Die Union und die SPD veranstalten um den Bürokratieabbau viel Aufregung in diesem Land. Für den kleinen Mittelständler stehen aber ganz andere Fragen auf der Tagesordnung: Was hat die Bundesregierung gegen die schlechte Zahlungsmoral unternommen, die Tausende kleiner Unternehmen in die Pleite trieb? Nichts, gar nichts. Was tut die Bundesregierung, um die schwache Binnennachfrage zu stärken, womit sie vielen kleinen Handwerks- und Dienstleistungsunternehmen helfen könnte? Viel zu wenig. Und was unternimmt die Bundesregierung gegen den Niedriglohnwettbewerb, der die kleinen Betriebe besonders brutal trifft? Auf einen gesetzlichen Mindestlohn warten wir vergebens. Wir werden morgen sehen, wie die Kollegen der SPD abstimmen. Ich zweifle sehr daran, dass Sie morgen kuscheln werden; ich glaube das nicht.
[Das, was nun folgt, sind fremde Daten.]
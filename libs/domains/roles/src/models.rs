use chrono::{DateTime, Utc};
use core_crud::FindParams;
use serde::{Deserialize, Serialize};
use utoipa::ToSchema;
use uuid::Uuid;
use validator::Validate;

use crate::entity::{permission, role};

/// DTO for creating a role
#[derive(Debug, Clone, Deserialize, Validate, ToSchema)]
pub struct CreateRoleDto {
    #[validate(length(min = 1, max = 100))]
    pub name: String,
    #[validate(length(max = 1000))]
    #[serde(default)]
    pub description: String,
}

/// DTO for updating a role. Every field is overwritten.
#[derive(Debug, Clone, Deserialize, Validate, ToSchema)]
pub struct UpdateRoleDto {
    #[validate(length(min = 1, max = 100))]
    pub name: String,
    #[validate(length(max = 1000))]
    #[serde(default)]
    pub description: String,
}

/// Query parameters accepted by the role listing
pub type FindRolesDto = FindParams;

#[derive(Debug, Clone, PartialEq, Serialize, ToSchema)]
pub struct RoleResponse {
    pub id: Uuid,
    pub name: String,
    pub description: String,
    pub created_at: DateTime<Utc>,
    pub updated_at: DateTime<Utc>,
}

impl From<role::Model> for RoleResponse {
    fn from(model: role::Model) -> Self {
        Self {
            id: model.id,
            name: model.name,
            description: model.description,
            created_at: model.created_at.into(),
            updated_at: model.updated_at.into(),
        }
    }
}

/// Paginated role listing
#[derive(Debug, Serialize, ToSchema)]
pub struct RolesPage {
    pub data: Vec<RoleResponse>,
    pub total: u64,
}

#[derive(Debug, Clone, PartialEq, Serialize, ToSchema)]
pub struct PermissionResponse {
    pub id: Uuid,
    pub role_id: Uuid,
    pub name: String,
    pub is_allowed: bool,
}

impl From<permission::Model> for PermissionResponse {
    fn from(model: permission::Model) -> Self {
        Self {
            id: model.id,
            role_id: model.role_id,
            name: model.name,
            is_allowed: model.is_allowed,
        }
    }
}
Die Regierung geht diese Fragen nicht an. Stattdessen baut sie die Förderinstrumente für den Mittelstand, zum
Beispiel das ERP-Sondervermögen, ab. Im Zuge ihres Bürokratieabbaus hat die Regierung gleich die monatliche
Wirtschaftsstatistik für Kleinbetriebe bis 50 Beschäftigte abgeschafft; Herr Lange hat das gesagt. Daher
wissen wir heute nicht, ob der Aufschwung bei den kleinen Unternehmen überhaupt angekommen ist.
Die Probleme des schwarz-roten Bürokratieabbaus liegen oft im Detail. Herr Lange, Sie sprachen die Existenzgründer an. Sie sollen in den ersten drei Jahren nicht mehr auskunftspflichtig sein. Offensichtlich interessiert Sie die Situation der Existenzgründer überhaupt nicht. Sie wissen gar nicht, dass manche auf Hartz-IVNiveau leben müssen. Sie verkaufen diese Maßnahme zum Bürokratieabbau als Erfolg. Die Kosten für die Sozialversicherung sollen von der Wirtschaft zum Staat verschoben werden, und im Verkehrsrecht wird die Bürgerbeteiligung beschnitten. Dieser Bürokratieabbau ist ein Abbau sozialer Standards und Rechte.
Dazu sagt die Linke: Nein.

(Beifall bei der LINKEN)

Ich fasse zusammen: Die Große Koalition sieht in gesetzlichen Regelungen eine Belastung für die Wirtschaft. Die Linke sieht dagegen zuallererst die Schutzfunktion. Deswegen kritisieren wir die Privatisierungen der letzten Jahre. Hier werden soziale Standards und Rechte dem freien Markt geopfert. An dieser Stelle möchte ich auf eine Studie der SPD-nahen Friedrich-Ebert-Stiftung hinweisen. Ich gehe davon aus, Herr Lange und Herr Dr. Wend, dass Sie sie gelesen haben. Es wurde danach gefragt, ob Privatisierung öffentlicher Aufgaben zu weniger Gesetzen führt. Oftmals heißt es ja: Privatisierung ist das beste Programm für Bürokratieabbau. Das Gegenteil ist der Fall. Das zeigt das Beispiel der Privatisierung der Telekom. Seit der Privatisierung des Telekommunikationsbereichs hat sich der Umfang der gesetzlichen Vorschriften für diesen Bereich fast vervierfacht. Warum? Ich zitiere die Antwort dieser Studie: „Das Handeln der Privaten hat mehrfach Reaktionen des Gesetzgebers notwendig gemacht“. Meine Damen und Herren der Großen Koalition, wenn Sie weniger Regulierung wollen, dann bitte nicht durch den Abbau von sozialen Standards!
Ich danke Ihnen für Ihre Aufmerksamkeit.